Drawing is the primary means by which we communicate our ideas. When the students pin up their final designs for critique at the end of the semester, I think it's important to point out the examples of students who have design concepts that are beyond their ability to depict via their drawings. This gives me the opportunity to give one of my favorite mini-lectures: That your ideas are only as good as your ability to communicate them. It doesn't matter, in the end, how brilliant your ideas are, or how brilliant you think they are. If you can't communicate them with the world in an intelligible way, you fail. 

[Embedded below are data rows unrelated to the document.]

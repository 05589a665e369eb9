//! Root configuration for the sparse MoE layer.
//!
//! # Loading Configuration
//!
//! ```rust,ignore
//! use sparse_moe::MoeConfig;
//!
//! let config = MoeConfig::from_file("moe.toml")?.with_env_overrides();
//! config.validate()?;
//! ```
//!
//! # TOML Structure
//!
//! ```toml
//! [routing]
//! num_experts = 16
//! top_k = 4
//! noisy_gating = true
//! noise_epsilon = 0.01
//! load_balance_coef = 1.0
//!
//! [combine]
//! apply_weights = true
//! space = "linear"
//! ```
//!
//! # Design Principles
//!
//! - **FAIL FAST**: file not found or parse error returns immediately
//! - **VALIDATION**: all nested configs are validated together

mod combine;
mod routing;


pub use combine::{CombineConfig, CombineSpace};
pub use routing::RoutingConfig;

use std::env;
use std::path::Path;

use serde::{Deserialize, Serialize};

use crate::error::{MoeError, MoeResult};

// ============================================================================
// ROOT MOE CONFIG
// ============================================================================

/// Root configuration for a [`crate::SparseMoe`] layer.
///
/// All values are fixed at construction time.
#[derive(Debug, Clone, Default, Serialize, Deserialize)]
pub struct MoeConfig {
    /// Router configuration (expert count, top-k, noise)
    #[serde(default)]
    pub routing: RoutingConfig,

    /// Combiner configuration (weighting, output space)
    #[serde(default)]
    pub combine: CombineConfig,
}

impl MoeConfig {
    /// Load configuration from a TOML file.
    ///
    /// # Errors
    /// - `MoeError::ConfigError` if the file cannot be read or parsed
    pub fn from_file(path: impl AsRef<Path>) -> MoeResult<Self> {
        let path = path.as_ref();

        let contents = std::fs::read_to_string(path).map_err(|e| MoeError::ConfigError {
            message: format!("Failed to read config file '{}': {}", path.display(), e),
        })?;

        toml::from_str(&contents).map_err(|e| MoeError::ConfigError {
            message: format!("Failed to parse TOML in '{}': {}", path.display(), e),
        })
    }

    /// Validate all configuration values.
    ///
    /// # Errors
    /// - `MoeError::ConfigError` prefixed with the offending section
    pub fn validate(&self) -> MoeResult<()> {
        self.routing
            .validate()
            .map_err(|e| MoeError::ConfigError {
                message: format!("[routing] {}", e),
            })?;

        Ok(())
    }

    /// Apply environment variable overrides. Prefix: `MOE_`
    ///
    /// # Supported Variables
    ///
    /// | Variable | Config Path | Type |
    /// |----------|-------------|------|
    /// | `MOE_NUM_EXPERTS` | `routing.num_experts` | usize |
    /// | `MOE_TOP_K` | `routing.top_k` | usize |
    /// | `MOE_NOISY_GATING` | `routing.noisy_gating` | bool |
    /// | `MOE_NOISE_EPSILON` | `routing.noise_epsilon` | f32 |
    /// | `MOE_LOAD_BALANCE_COEF` | `routing.load_balance_coef` | f32 |
    /// | `MOE_APPLY_WEIGHTS` | `combine.apply_weights` | bool |
    /// | `MOE_COMBINE_SPACE` | `combine.space` | `linear` / `log` |
    ///
    /// Values that fail to parse are ignored.
    #[must_use]
    pub fn with_env_overrides(mut self) -> Self {
        if let Ok(val) = env::var("MOE_NUM_EXPERTS") {
            if let Ok(n) = val.parse::<usize>() {
                self.routing.num_experts = n;
            }
        }
        if let Ok(val) = env::var("MOE_TOP_K") {
            if let Ok(n) = val.parse::<usize>() {
                self.routing.top_k = n;
            }
        }
        if let Ok(val) = env::var("MOE_NOISY_GATING") {
            if let Ok(b) = val.parse::<bool>() {
                self.routing.noisy_gating = b;
            }
        }
        if let Ok(val) = env::var("MOE_NOISE_EPSILON") {
            if let Ok(x) = val.parse::<f32>() {
                self.routing.noise_epsilon = x;
            }
        }
        if let Ok(val) = env::var("MOE_LOAD_BALANCE_COEF") {
            if let Ok(x) = val.parse::<f32>() {
                self.routing.load_balance_coef = x;
            }
        }

        if let Ok(val) = env::var("MOE_APPLY_WEIGHTS") {
            if let Ok(b) = val.parse::<bool>() {
                self.combine.apply_weights = b;
            }
        }
        if let Ok(val) = env::var("MOE_COMBINE_SPACE") {
            if let Ok(space) = val.parse::<CombineSpace>() {
                self.combine.space = space;
            }
        }

        self
    }

    /// Create configuration from a TOML string.
    ///
    /// # Errors
    /// - `MoeError::ConfigError` if TOML parsing fails
    pub fn from_toml_str(toml: &str) -> MoeResult<Self> {
        toml::from_str(toml).map_err(|e| MoeError::ConfigError {
            message: format!("Failed to parse TOML: {}", e),
        })
    }

    /// Serialize configuration to a TOML string.
    ///
    /// # Errors
    /// - `MoeError::ConfigError` if serialization fails
    pub fn to_toml_string(&self) -> MoeResult<String> {
        toml::to_string_pretty(self).map_err(|e| MoeError::ConfigError {
            message: format!("Failed to serialize to TOML: {}", e),
        })
    }
}
//! Squared coefficient of variation and the importance/load penalty.

use tracing::trace;

use crate::error::{MoeError, MoeResult};
use crate::types::RoutingWeights;

/// Added to the squared mean so an all-zero vector has CV² of 0.
pub const CV_EPSILON: f64 = 1e-10;

/// Squared coefficient of variation: `var(x) / (mean(x)^2 + 1e-10)`.
///
/// Uses the unbiased (n-1) sample variance. Returns 0 for fewer than two
/// values.
#[must_use]
pub fn cv_squared(values: &[f32]) -> f32 {
    let n = values.len();
    if n < 2 {
        return 0.0;
    }

    let mean = values.iter().map(|&v| f64::from(v)).sum::<f64>() / n as f64;
    let variance = values
        .iter()
        .map(|&v| {
            let d = f64::from(v) - mean;
            d * d
        })
        .sum::<f64>()
        / (n - 1) as f64;

    (variance / (mean * mean + CV_EPSILON)) as f32
}

/// Breakdown of one fairness evaluation.
#[derive(Debug, Clone, PartialEq)]
pub struct FairnessReport {
    /// Column sums of the routing weights [num_experts]
    pub importance: Vec<f32>,
    /// Per-expert load as supplied [num_experts]
    pub load: Vec<f32>,
    pub importance_cv2: f32,
    pub load_cv2: f32,
    /// `importance_cv2 + load_cv2`, unscaled
    pub loss: f32,
}

impl FairnessReport {
    /// Loss scaled by a balance coefficient.
    #[inline]
    #[must_use]
    pub fn scaled_loss(&self, coef: f32) -> f32 {
        self.loss * coef
    }
}

/// Compute the fairness penalty for one routing decision.
///
/// # Errors
///
/// Returns `MoeError::DimensionMismatch` if `load.len()` differs from the
/// number of experts in `weights`.
pub fn imbalance(weights: &RoutingWeights, load: &[f32]) -> MoeResult<FairnessReport> {
    if load.len() != weights.num_experts() {
        return Err(MoeError::DimensionMismatch {
            expected: weights.num_experts(),
            got: load.len(),
        });
    }

    let importance = weights.importance();
    let importance_cv2 = cv_squared(&importance);
    let load_cv2 = cv_squared(load);
    let loss = importance_cv2 + load_cv2;

    trace!(importance_cv2, load_cv2, loss, "Fairness penalty");

    Ok(FairnessReport {
        importance,
        load: load.to_vec(),
        importance_cv2,
        load_cv2,
        loss,
    })
}
//! Per-expert partition of a batch.

/// The units routed to one expert, in ascending original-index order.
///
/// Entry `i` holds the original unit index, that unit's payload row and its
/// routing weight for this expert.
#[derive(Debug, Clone, PartialEq)]
pub struct Partition {
    pub(crate) expert_id: usize,
    pub(crate) indices: Vec<usize>,
    pub(crate) payloads: Vec<f32>,
    pub(crate) weights: Vec<f32>,
    pub(crate) payload_dim: usize,
}

impl Partition {
    pub(crate) fn empty(expert_id: usize, payload_dim: usize) -> Self {
        Self {
            expert_id,
            indices: Vec::new(),
            payloads: Vec::new(),
            weights: Vec::new(),
            payload_dim,
        }
    }

    pub(crate) fn push(&mut self, unit: usize, payload: &[f32], weight: f32) {
        self.indices.push(unit);
        self.payloads.extend_from_slice(payload);
        self.weights.push(weight);
    }

    #[inline]
    #[must_use]
    pub fn expert_id(&self) -> usize {
        self.expert_id
    }

    /// Number of units in the partition.
    #[inline]
    #[must_use]
    pub fn len(&self) -> usize {
        self.indices.len()
    }

    #[inline]
    #[must_use]
    pub fn is_empty(&self) -> bool {
        self.indices.is_empty()
    }

    /// Original batch index of each member.
    #[inline]
    #[must_use]
    pub fn indices(&self) -> &[usize] {
        &self.indices
    }

    /// Gathered payloads, `[len * payload_dim]`.
    #[inline]
    #[must_use]
    pub fn payloads(&self) -> &[f32] {
        &self.payloads
    }

    /// Routing weight of each member for this expert.
    #[inline]
    #[must_use]
    pub fn weights(&self) -> &[f32] {
        &self.weights
    }

    #[inline]
    #[must_use]
    pub fn payload_dim(&self) -> usize {
        self.payload_dim
    }
}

We also draw to study the world around us. This type of investigative drawing is similar to, but distinct from, design drawing. There is an exhibition running through July 1 at Lori Brookstein Fine Art, in New York, of some drawings by the great architect Lou Kahn.  The drawings on exhibit are sketches from his travels, of the 'investigative' type.  They strike me as being much more about the process of investigation and discovery, than about having anything to do with making a picture to be framed and hung on a gallery wall. The gallery has the exhibit available online; I encourage you to click through the link and check it out. Better yet, go see it for yourself if you can.

I think if more people saw drawing as a process of investigation and discovery, and less about trying to make a particularly nice looking picture (and by whose standard, anyway?) you would see more people out and about with their sketch pads and pencils in hand.  Drawing is a language of communication -- whether you are projecting your own fantasies to show others, or privately exploring the world around you. Each of us has a unique, individual voice, which can only be discovered by taking pencil or pen in hand and doing the work.

Imagine how the world opens up to an adult who is illiterate and then learns to read and write. I would argue that there is a similar expansion of one's life available to the person who is willing to make the effort to discover his own visual voice, and learn to use it to express himself.